No compulsory fields
I think this is crucial, lots of people want e.g. compulsory geographical location, for instance. For all data. Which probably seems to make sense if you are collecting data in the field, and usually want to plot it in a map. And the argument is that all data has some kind of location, so why not? If it’s from a lab, surely you can just enter the lab’s coordinates, no?
No! For one, it is irrelevant, and it will only annoy the submitter, who will have to look up the GPS coordinates of whatever lab he used. And it is very unlikely that somebody is going to look for lab data using a map. And by being forced to submit irrelevant data reduces confidence in the system, and the user is tempted to just enter nonsensical data, actively reducing the value of the system as well as the other data.
Even when geographical location is available, GPS coordinates may not be the best way to represent them. If I have salmon from a specific river population, the river name is important, the exact location not so much. And if GPS location is what is available, I will have to search by defining a polygon covering the river, which opens up opportunity for errors. So, no. Just no.
Separation of concerns
One important feature that is derived from modularity, is that it reduces the need for anybody to understand the whole system. A data manager is concerned with running the system as a whole, and must be able to interpret the metadata and perhaps know a little Unix and scripting, but doesn’t really need to know how individual services are set up, or, in particular, what the data actually are.

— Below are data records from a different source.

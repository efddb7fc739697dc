//! Zone API Handlers

use axum::{
    Json,
    extract::{Path, State},
};
use shared::models::{Zone, ZoneCreate, ZoneUpdate};

use crate::core::ServerState;
use crate::utils::{
    AppError, AppResult,
    validation::{MAX_NAME_LEN, validate_required_text},
};

const RESOURCE: &str = "zone";

/// GET /api/zones - 获取所有区域
pub async fn list(State(state): State<ServerState>) -> AppResult<Json<Vec<Zone>>> {
    let zones = state.floor.repository().find_all_zones()?;
    Ok(Json(zones))
}

/// GET /api/zones/:id - 获取单个区域
pub async fn get_by_id(
    State(state): State<ServerState>,
    Path(id): Path<i64>,
) -> AppResult<Json<Zone>> {
    let zone = state
        .floor
        .repository()
        .find_zone(id)?
        .ok_or_else(|| AppError::not_found(format!("Zone {id} not found")))?;
    Ok(Json(zone))
}

/// POST /api/zones - 创建区域
pub async fn create(
    State(state): State<ServerState>,
    Json(payload): Json<ZoneCreate>,
) -> AppResult<Json<Zone>> {
    validate_required_text(&payload.name, "name", MAX_NAME_LEN)?;
    let zone = state.floor.repository().create_zone(payload)?;

    let version = state.resource_versions.increment(RESOURCE);
    tracing::info!(zone_id = zone.id, version, "Zone created");
    Ok(Json(zone))
}

/// PUT /api/zones/:id - 更新区域
pub async fn update(
    State(state): State<ServerState>,
    Path(id): Path<i64>,
    Json(payload): Json<ZoneUpdate>,
) -> AppResult<Json<Zone>> {
    let zone = state.floor.repository().update_zone(id, payload)?;

    let version = state.resource_versions.increment(RESOURCE);
    tracing::info!(zone_id = id, version, "Zone updated");
    Ok(Json(zone))
}

/// DELETE /api/zones/:id - 删除区域 (仍有活动桌台时拒绝)
pub async fn delete(
    State(state): State<ServerState>,
    Path(id): Path<i64>,
) -> AppResult<Json<bool>> {
    let removed = state.floor.repository().delete_zone(id)?;
    if removed {
        let version = state.resource_versions.increment(RESOURCE);
        tracing::info!(zone_id = id, version, "Zone deleted");
    }
    Ok(Json(removed))
}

In contrast, a domain expert (i.e. scientist) must of course be able to make sense of the data, but shouldn’t have to worry much about metadata structures and formats, only the actual content as it is presented in the form of text. And of course, she doesn’t need to know anything about other data types than the ones that are relevant.
I think this is very important, biologists tend to be happier not learning XML or SQL, and there are simply too many domains and formats and data types that we can reasonably expect comparatively scarce data managers to know and understand them.
Shortcuts and trade-offs
The most important shortcut is being lazy - any decision that is not crucial to progress is postponed until it becomes so. I am trying to adhere to the worse-is-better philosophy, meaning that simplicity is the most important trait. Some specifics follow:
- datasets are write-only
Many people want to be able to modify datasets. What if a value in a table is wrong? Surely, we must be able to correct it. But no. Doing so obliterates provenance and reproduction of results: I can only verify your results if I am able to use the exact same dataset.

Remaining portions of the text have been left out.